In summary, we found that COVID-19 is now a leading cause of death for CYP aged 0-19 years in the US, and the top (first) leading cause of death among infectious and respiratory diseases. Overall, deaths in CYP increased over the Delta and Omicron waves compared with previous waves, likely reflecting the large numbers of CYP infected during these periods. Future variants (or subvariants) capable of displacing current Omicron subvariants will, by definition, have a growth advantage over these lineages, and there is no guarantee that their intrinsic severity will be reduced.18 In the context of sustained transmission and circulation of SARS-CoV-2 in the US, the nontrivial risk posed by COVID-19 to CYP warrants use of a wide and robust array of tools to limit the extent of infection and severe disease in this age group, through a combination of safe and efficacious vaccination against the disease,19 appropriate pharmaceutical treatments, mitigations such as ventilation,20,21 and other nonpharmaceutical interventions (eg, testing, supported isolation).
Our findings need to be considered in the context of several limitations which mean that we may have underestimated the true mortality burden of COVID-19 in CYP aged 0 to 19 years. Analyses of excess deaths have suggested underreporting bias in COVID-19 deaths22; specific criteria for determining COVID-19 deaths is heterogeneous across the US and has changed over time; and delays to reporting may be substantial for recent time periods.14 We consider COVID-19 as an underlying (and not contributing) cause of death only, but COVID-19 amplifies the severe impacts of other diseases, and mortality hazards from coinfection (eg, influenza23) are increased with accompanying comorbidities. The category of deaths from influenza and pneumonia combines a variety of causes, to which SARS-CoV-2 could be a contributing factor.23,24 Recent evidence also suggests that COVID-19 may contribute to serious long-term sequelae25 in children and adolescents, which are unlikely to have been captured in these data.
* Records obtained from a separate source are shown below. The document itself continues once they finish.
// Probe a single detail page and print the extracted record as JSON.
// Requires Chrome/Chromium:
//   cargo run --example probe_detail -- <detail-url>
use scraper::{Html, Selector};
use seoul_place_scraper::browser::{BrowserConfig, BrowserManager};
use seoul_place_scraper::extract;
use seoul_place_scraper::models::PlaceRecord;

fn page_title(doc: &Html) -> String {
    for selector in ["h1", ".title", "h2"] {
        if let Ok(sel) = Selector::parse(selector) {
            if let Some(element) = doc.select(&sel).next() {
                let text = element.text().collect::<String>().trim().to_string();
                if !text.is_empty() {
                    return text;
                }
            }
        }
    }
    String::new()
}

fn main() -> Result<(), Box<dyn std::error::Error>> {
    env_logger::init();

    let url = std::env::args().nth(1).unwrap_or_else(|| {
        "https://korean.visitseoul.net/attractions/경복궁/KOP031343".to_string()
    });

    let manager = BrowserManager::new(BrowserConfig::default());
    let session = manager.acquire()?;
    let driver = session.driver();

    driver.navigate(&url)?;
    let html = driver.html()?;
    let doc = Html::parse_document(&html);

    let record = PlaceRecord {
        identifier: extract::extract_identifier(&url),
        name: page_title(&doc),
        description: extract::extract_description(&doc, ""),
        address: extract::extract_address(&doc),
        coordinate: extract::extract_coordinates(&doc, &html),
    };

    session.release();

    println!("{}", serde_json::to_string_pretty(&record)?);
    println!("complete: {}", record.is_complete());
    Ok(())
}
It is important to note that population death rates result from the combination of SARS-CoV-2 transmission rates and COVID-19 disease severity (infection fatality ratios), and both have varied significantly over the course of the pandemic. Transmission rates have varied due to changing nonpharmaceutical interventions (eg, school and business closures), behavior (eg, mask usage), and increasing population immunity from previous infection and vaccination. Varying population immunity also leads to lower infection fatality ratios. COVID-19 disease severity varies between variants26,27 with inconsistent findings for children vs older age groups.27,28 Nevertheless, our sensitivity analyses across time periods consistently showed COVID-19 to be a leading cause of death in CYP. We caution against using differences in COVID-19 death rates between periods to understand variant-specific severity given changes in viral transmission and disease severity.
In this study, COVID-19 was a leading cause of death among individuals aged 0 to 19 years in the US. Our findings underscore the public health relevance of COVID-19 to CYP. In the likely future context of sustained SARS-CoV-2 circulation, appropriate pharmaceutical and nonpharmaceutical interventions (eg, vaccines, ventilation, air cleaning) will continue to play an important role in limiting transmission of the virus and mitigating severe disease in CYP.